*** Data excerpts Section Begins ***

//! Output container writer
//!
//! One audio stream per file. The container format is guessed from the output
//! file extension.

use std::path::{Path, PathBuf};

use ffmpeg_next as ffmpeg;

use super::encoder::AudioEncoder;
use super::PacketMuxer;
use crate::error::{FfmpegError, Result};
use crate::ffmpeg::helpers;

/// A file-backed output container with a single audio stream
pub struct OutputContainer {
    output: ffmpeg::format::context::Output,
    path: PathBuf,
    encoder_time_base: ffmpeg::Rational,
    stream_time_base: ffmpeg::Rational,
    stream_added: bool,
    header_written: bool,
}

impl OutputContainer {
    /// Create the output file and guess its container from the extension.
    pub fn create<P: AsRef<Path>>(path: P) -> Result<Self> {
        let path = path.as_ref();
        let output = ffmpeg::format::output(&path).map_err(|e| {
            FfmpegError::MuxerCreate(format!("Could not create output context for {:?}: {}", path, e))
        })?;

        Ok(Self {
            output,
            path: path.to_path_buf(),
            encoder_time_base: ffmpeg::Rational::new(0, 1),
            stream_time_base: ffmpeg::Rational::new(0, 1),
            stream_added: false,
            header_written: false,
        })
    }

    /// Whether the container wants codec extradata in its global header
    pub fn requires_global_header(&self) -> bool {
        self.output
            .format()
            .flags()
            .contains(ffmpeg::format::Flags::GLOBAL_HEADER)
    }

    /// Add the single output stream, described by the opened encoder.
    pub fn add_stream(&mut self, encoder: &AudioEncoder) -> Result<()> {
        if self.stream_added {
            return Err(FfmpegError::MuxerCreate("output stream already added".into()).into());
        }

        let parameters = encoder.codec_parameters()?;
        let mut out_stream = self
            .output
            .add_stream(ffmpeg::encoder::find(encoder.codec_id()))
            .map_err(|e| {
                FfmpegError::MuxerCreate(format!("Failed allocating output stream: {}", e))
            })?;

        out_stream.set_time_base(encoder.time_base());
        out_stream.set_parameters(parameters);
        // Let the muxer pick the tag for the target container
        helpers::stream_reset_codec_tag(&mut out_stream);

        self.encoder_time_base = encoder.time_base();
        self.stream_added = true;

        tracing::debug!(
            path = %self.path.display(),
            codec = ?encoder.codec_id(),
            "Added output audio stream"
        );
        Ok(())
    }

    /// Write the container header. The muxer may change the stream time
    /// base here, so it is read back afterwards.
    pub fn write_header(&mut self) -> Result<()> {
        self.output.write_header().map_err(|e| {
            FfmpegError::WriteHeader(format!(
                "Error occurred when opening output file {:?}: {}",
                self.path, e
            ))
        })?;
        self.stream_time_base = self
            .output
            .stream(0)
            .map(|stream| stream.time_base())
            .unwrap_or(self.encoder_time_base);
        self.header_written = true;
        Ok(())
    }

    pub fn path(&self) -> &Path {
        &self.path
    }

    pub fn stream_time_base(&self) -> ffmpeg::Rational {
        self.stream_time_base
    }
}

impl PacketMuxer for OutputContainer {
    fn write_packet(&mut self, mut packet: ffmpeg::Packet) -> Result<()> {
        if !self.header_written {
            return Err(FfmpegError::WritePacket("header not written".into()).into());
        }
        packet.set_stream(0);
        packet.rescale_ts(self.encoder_time_base, self.stream_time_base);
        packet
            .write_interleaved(&mut self.output)
            .map_err(|e| FfmpegError::WritePacket(format!("{:?}: {}", self.path, e)).into())
    }

    fn write_trailer(&mut self) -> Result<()> {
        self.output
            .write_trailer()
            .map_err(|e| FfmpegError::WriteTrailer(format!("{:?}: {}", self.path, e)).into())
    }
}

#[cfg(test)]
mod tests {
    use super::*;
    use crate::format::OutputFormat;
    use crate::transcode::decoder::SourceParams;
    use crate::transcode::encoder::EncodeTarget;
    use ffmpeg_next::util::channel_layout::ChannelLayout;
    use ffmpeg_next::util::format::sample::{Sample, Type};

    fn stereo_source() -> SourceParams {
        SourceParams {
            codec_id: ffmpeg::codec::Id::PCM_S16LE,
            bit_depth: 16,
            sample_rate: 44100,
            sample_format: Sample::I16(Type::Packed),
            channel_layout: ChannelLayout::STEREO,
            channels: 2,
            time_base: ffmpeg::Rational::new(1, 44100),
        }
    }

    #[test]
    fn test_create_unknown_extension_fails() {
        crate::ffmpeg::init().unwrap();
        let dir = tempfile::tempdir().unwrap();
        let result = OutputContainer::create(dir.path().join("track.notaformat"));
        assert!(result.is_err());
    }

    #[test]
    fn test_wav_header_and_trailer() {
        crate::ffmpeg::init().unwrap();
        let dir = tempfile::tempdir().unwrap();
        let path = dir.path().join("track_ff44k.wav");

        let target = EncodeTarget::derive(&stereo_source(), OutputFormat::Wav, 44100);
        let mut container = OutputContainer::create(&path).unwrap();
        assert!(!container.requires_global_header());
        let encoder = AudioEncoder::open(&target, false).unwrap();
        container.add_stream(&encoder).unwrap();
        assert!(container.add_stream(&encoder).is_err());

        container.write_header().unwrap();
        container.write_trailer().unwrap();
        drop(container);

        // RIFF header with no data
        let bytes = std::fs::read(&path).unwrap();
        assert!(bytes.len() >= 44);
        assert_eq!(&bytes[0..4], b"RIFF");
        assert_eq!(&bytes[8..12], b"WAVE");
    }

    #[test]
    fn test_packet_before_header_rejected() {
        crate::ffmpeg::init().unwrap();
        let dir = tempfile::tempdir().unwrap();
        let mut container = OutputContainer::create(dir.path().join("x.wav")).unwrap();
        let err = container.write_packet(ffmpeg::Packet::empty()).unwrap_err();
        assert!(!err.is_fatal());
    }
}
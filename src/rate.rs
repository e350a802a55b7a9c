//! Target sample rate resolution
//!
//! A rate request is either a literal output rate (`"48000"`) or a maximum
//! (`"96000m"`). In maximum mode a source above the cap is downsampled to the
//! largest multiple of its own rate family (44.1 kHz or 48 kHz) that fits
//! under the cap; a source at or below the cap is never upsampled.

use std::fmt;
use std::str::FromStr;

use crate::error::{ResampleError, Result};

/// Lowest rate reachable in maximum mode
pub const MIN_SAMPLE_RATE: u32 = 44100;

/// Rate families a maximum cap and a source rate may belong to
pub const RATE_FAMILIES: [u32; 2] = [44100, 48000];

/// The user's sample rate request
#[derive(Debug, Clone, Copy, PartialEq, Eq)]
pub enum RateRequest {
    /// Convert every file to exactly this rate
    Literal(u32),
    /// Downsample anything above this cap, leave the rest alone
    Maximum(u32),
}

impl RateRequest {
    /// Resolve the output rate for a source with the given native rate.
    ///
    /// Returns [`ResampleError::UnsupportedSourceRate`] in maximum mode when
    /// the source belongs to neither rate family; the caller skips that file.
    pub fn resolve(&self, source_rate: u32) -> Result<u32> {
        let cap = match *self {
            RateRequest::Literal(rate) => return Ok(rate),
            RateRequest::Maximum(cap) => cap,
        };

        let factor =
            lowest_factor(source_rate).ok_or(ResampleError::UnsupportedSourceRate(source_rate))?;
        validate_cap(cap)?;

        if source_rate <= cap {
            tracing::info!(
                source_rate,
                cap,
                "Input sample rate <= output rate. Will not be upsampled."
            );
            Ok(source_rate)
        } else if cap == MIN_SAMPLE_RATE {
            tracing::info!(
                source_rate,
                "No even multiple available below minimum rate of {}, so downsampling to {}.",
                MIN_SAMPLE_RATE,
                MIN_SAMPLE_RATE
            );
            Ok(cap)
        } else {
            tracing::info!(source_rate, cap, "Downsampling to even multiple of {}", factor);
            Ok((cap / factor) * factor)
        }
    }

    /// Whether this is a maximum-mode request
    pub fn is_maximum(&self) -> bool {
        matches!(self, RateRequest::Maximum(_))
    }
}

impl FromStr for RateRequest {
    type Err = ResampleError;

    fn from_str(s: &str) -> Result<Self> {
        let trimmed = s.trim();
        let (digits, maximum) = match trimmed.strip_suffix('m') {
            Some(rest) => (rest, true),
            None => (trimmed, false),
        };

        let rate: u32 = digits
            .parse()
            .map_err(|_| ResampleError::InvalidSampleRate(s.to_string()))?;
        // FFmpeg carries rates as C ints
        if rate == 0 || rate > i32::MAX as u32 {
            return Err(ResampleError::InvalidSampleRate(s.to_string()));
        }

        if maximum {
            validate_cap(rate)?;
            Ok(RateRequest::Maximum(rate))
        } else {
            Ok(RateRequest::Literal(rate))
        }
    }
}

impl fmt::Display for RateRequest {
    fn fmt(&self, f: &mut fmt::Formatter<'_>) -> fmt::Result {
        match self {
            RateRequest::Literal(rate) => write!(f, "{}", rate),
            RateRequest::Maximum(cap) => write!(f, "{}m", cap),
        }
    }
}

/// The rate family of a source: 44100 if it is a nonzero multiple of 44100,
/// else 48000 if it is a nonzero multiple of 48000.
pub fn lowest_factor(source_rate: u32) -> Option<u32> {
    if source_rate == 0 {
        return None;
    }
    RATE_FAMILIES
        .iter()
        .copied()
        .find(|factor| source_rate % factor == 0)
}

/// Only even multiples of 44100 and 48000 may be used as maximum caps.
fn validate_cap(cap: u32) -> Result<()> {
    if cap == 0 || RATE_FAMILIES.iter().all(|factor| cap % factor != 0) {
        return Err(ResampleError::InvalidSampleRate(format!(
            "{}m: only even multiples of 44100 and 48000 are allowed as maximum output sample rates",
            cap
        )));
    }
    Ok(())
}

/// Filename suffix encoding the output rate in whole kHz (`44100` → `_ff44k`)
pub fn rate_suffix(rate: u32) -> String {
    format!("_ff{}k", rate / 1000)
}
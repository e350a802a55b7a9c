//! Audio transcoding module
//!
//! This module handles the per-file conversion:
//! - Source demuxing and decoding (`decoder`)
//! - Encoder selection and setup (`encoder`)
//! - Resample/gain filter graph (`filter`)
//! - Output container writing (`muxer`)
//! - The decode → filter → encode → mux loop (`pipeline`)
//! - Per-file job orchestration and output naming (`job`)
//!
//! The stage traits below are the seams the stream processor drives. The
//! FFmpeg-backed stages implement them; tests drive the processor with
//! scripted stages.

pub mod decoder;
pub mod encoder;
pub mod filter;
pub mod job;
pub mod muxer;
pub mod pipeline;

use ffmpeg_next as ffmpeg;

use crate::error::Result;
pub use crate::ffmpeg::Pull;

pub use decoder::{MediaSource, SourceParams};
pub use encoder::{AudioEncoder, EncodeTarget};
pub use filter::{FilterChain, FilterChainSpec, SinkConstraints, VolumeAdjust};
pub use job::{convert_file, output_path, ConversionRequest, FileJob, FileOutcome, SkipReason};
pub use muxer::OutputContainer;
pub use pipeline::{PresentationClock, StreamProcessor, StreamState, StreamStats};

/// Compressed packets of the selected audio stream, in file order
pub trait PacketSource {
    fn read_packet(&mut self) -> Result<Pull<ffmpeg::Packet>>;
}

/// Packet → frame stage
pub trait FrameDecoder {
    fn send_packet(&mut self, packet: &ffmpeg::Packet) -> Result<()>;
    fn send_eof(&mut self) -> Result<()>;
    fn receive_frame(&mut self) -> Result<Pull<ffmpeg::frame::Audio>>;
}

/// Frame → frame stage (resample, gain, reframing)
pub trait FrameFilter {
    fn push_frame(&mut self, frame: &ffmpeg::frame::Audio) -> Result<()>;
    fn push_eof(&mut self) -> Result<()>;
    fn pull_frame(&mut self) -> Result<Pull<ffmpeg::frame::Audio>>;
}

/// Frame → packet stage
pub trait FrameEncoder {
    fn send_frame(&mut self, frame: &ffmpeg::frame::Audio) -> Result<()>;
    fn send_eof(&mut self) -> Result<()>;
    fn receive_packet(&mut self) -> Result<Pull<ffmpeg::Packet>>;
}

/// Output container
pub trait PacketMuxer {
    fn write_packet(&mut self, packet: ffmpeg::Packet) -> Result<()>;
    fn write_trailer(&mut self) -> Result<()>;
}
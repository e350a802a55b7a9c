use thiserror::Error;

/// Main error type for the batch resampler
#[derive(Error, Debug)]
pub enum ResampleError {
    #[error("FFmpeg error: {0}")]
    Ffmpeg(#[from] FfmpegError),

    #[error("IO error: {0}")]
    Io(#[from] std::io::Error),

    #[error("Configuration error: {0}")]
    Config(String),

    #[error("Invalid sample rate: {0}")]
    InvalidSampleRate(String),

    #[error("Unsupported output extension: {0}")]
    UnsupportedExtension(String),

    #[error("Invalid volume adjustment: {0}")]
    InvalidVolume(String),

    #[error("Unsupported source sample rate for maximum mode: {0} Hz")]
    UnsupportedSourceRate(u32),

    #[error("No audio stream found in source file")]
    NoAudioStream,

    #[error("Directory walk error: {0}")]
    Walk(String),

    #[error("Report error: {0}")]
    Report(String),
}

impl ResampleError {
    /// Configuration errors abort the whole run before any file is touched.
    /// Everything else is scoped to a single file.
    pub fn is_fatal(&self) -> bool {
        matches!(
            self,
            ResampleError::Config(_)
                | ResampleError::InvalidSampleRate(_)
                | ResampleError::UnsupportedExtension(_)
                | ResampleError::InvalidVolume(_)
        )
    }
}

/// FFmpeg-specific errors
#[derive(Error, Debug)]
pub enum FfmpegError {
    #[error("FFmpeg initialization failed: {0}")]
    InitFailed(String),

    #[error("Failed to open input file: {0}")]
    OpenInput(String),

    #[error("Failed to create decoder: {0}")]
    DecoderCreate(String),

    #[error("Failed to find encoder: codec_id={0}")]
    EncoderNotFound(String),

    #[error("Failed to create encoder: {0}")]
    EncoderCreate(String),

    #[error("Filter graph error: {0}")]
    FilterGraph(String),

    #[error("Failed to create muxer: {0}")]
    MuxerCreate(String),

    #[error("Failed to write header: {0}")]
    WriteHeader(String),

    #[error("Failed to write packet: {0}")]
    WritePacket(String),

    #[error("Failed to write trailer: {0}")]
    WriteTrailer(String),

    #[error("Failed to decode packet: {0}")]
    DecodePacket(String),

    #[error("Failed to encode frame: {0}")]
    EncodeFrame(String),

    #[error("Failed to read packet: {0}")]
    ReadPacket(String),
}

/// Result type alias for convenience
pub type Result<T> = std::result::Result<T, ResampleError>;
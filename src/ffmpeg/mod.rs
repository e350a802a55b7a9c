//! FFmpeg module - provides wrappers and utilities for FFmpeg library access
//!
//! This module handles:
//! - FFmpeg initialization
//! - Routing FFmpeg's log output into `tracing`
//! - Classifying receive-style results into ready / would-block / end-of-stream

pub mod helpers;

pub use ffmpeg_next as ffmpeg;

/// Initialize FFmpeg library
///
/// This should be called once at application startup.
/// Returns an error if FFmpeg fails to initialize.
pub fn init() -> Result<(), crate::error::FfmpegError> {
    ffmpeg::init().map_err(|e| {
        crate::error::FfmpegError::InitFailed(format!("ffmpeg::init() failed: {}", e))
    })?;

    tracing::debug!("FFmpeg initialized");

    Ok(())
}

/// Install a custom FFmpeg log callback that forwards messages to `tracing`.
///
/// Must be called after `init()` and before any FFmpeg work begins, because
/// the log callback is global state.
pub fn install_log_bridge() {
    // SAFETY: both functions modify global FFmpeg state and are safe to call
    // after `ffmpeg::init()`. They are called once, on the main thread.
    unsafe {
        ffmpeg_next::ffi::av_log_set_level(ffmpeg_next::ffi::AV_LOG_WARNING as i32);
        ffmpeg_next::ffi::av_log_set_callback(Some(ffmpeg_log_callback));
    }
}

unsafe extern "C" fn ffmpeg_log_callback(
    avcl: *mut std::ffi::c_void,
    level: std::ffi::c_int,
    fmt: *const std::ffi::c_char,
    vl: ffmpeg_next::ffi::va_list,
) {
    use std::ffi::CStr;

    if level > unsafe { ffmpeg_next::ffi::av_log_get_level() } {
        return;
    }

    let mut buf = [0 as std::ffi::c_char; 1024];
    let mut print_prefix: std::ffi::c_int = 1;
    ffmpeg_next::ffi::av_log_format_line(
        avcl,
        level,
        fmt,
        vl,
        buf.as_mut_ptr(),
        buf.len() as std::ffi::c_int,
        &mut print_prefix,
    );

    let msg = CStr::from_ptr(buf.as_ptr()).to_string_lossy();
    let msg = msg.trim_end();
    if msg.is_empty() {
        return;
    }

    if level <= ffmpeg_next::ffi::AV_LOG_ERROR as std::ffi::c_int {
        tracing::error!(target: "ffmpeg", "{}", msg);
    } else if level <= ffmpeg_next::ffi::AV_LOG_WARNING as std::ffi::c_int {
        tracing::warn!(target: "ffmpeg", "{}", msg);
    } else {
        tracing::debug!(target: "ffmpeg", "{}", msg);
    }
}

/// Linked libavcodec version, `major.minor.micro`
pub fn version_info() -> String {
    let v = ffmpeg::codec::version();
    format!("libavcodec {}.{}.{}", v >> 16, (v >> 8) & 0xff, v & 0xff)
}

/// Outcome of a receive/pull call on a decoder, filter sink or encoder.
///
/// `Again` (would-block) and `Eof` are sentinels that end a drain loop; they
/// are never errors.
#[derive(Debug, PartialEq, Eq)]
pub enum Pull<T> {
    Ready(T),
    Again,
    Eof,
}

impl<T> Pull<T> {
    /// Classify the status of a call that filled `value` on success.
    pub fn from_status(
        status: Result<(), ffmpeg::Error>,
        value: T,
    ) -> Result<Pull<T>, ffmpeg::Error> {
        match status {
            Ok(()) => Ok(Pull::Ready(value)),
            Err(ffmpeg::Error::Other { errno }) if errno == ffmpeg::error::EAGAIN => {
                Ok(Pull::Again)
            }
            Err(ffmpeg::Error::Eof) => Ok(Pull::Eof),
            Err(e) => Err(e),
        }
    }

    pub fn is_ready(&self) -> bool {
        matches!(self, Pull::Ready(_))
    }
}
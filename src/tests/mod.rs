//! End-to-end tests
//!
//! Real conversions through FFmpeg on generated WAV fixtures:
//! - Naming, codec and rate of converted files
//! - Idempotent re-runs
//! - Maximum-mode rate resolution per file
//! - Gain stage
//! - Sample format changes (packed to planar, 24-bit sources)
//! - Failure handling and partial output cleanup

*** Data excerpts Section Ends ***

Where the word "nonzero" shows up in a line of the listing, return that line.

/// The rate family of a source: 44100 if it is a nonzero multiple of 44100,
/// else 48000 if it is a nonzero multiple of 48000.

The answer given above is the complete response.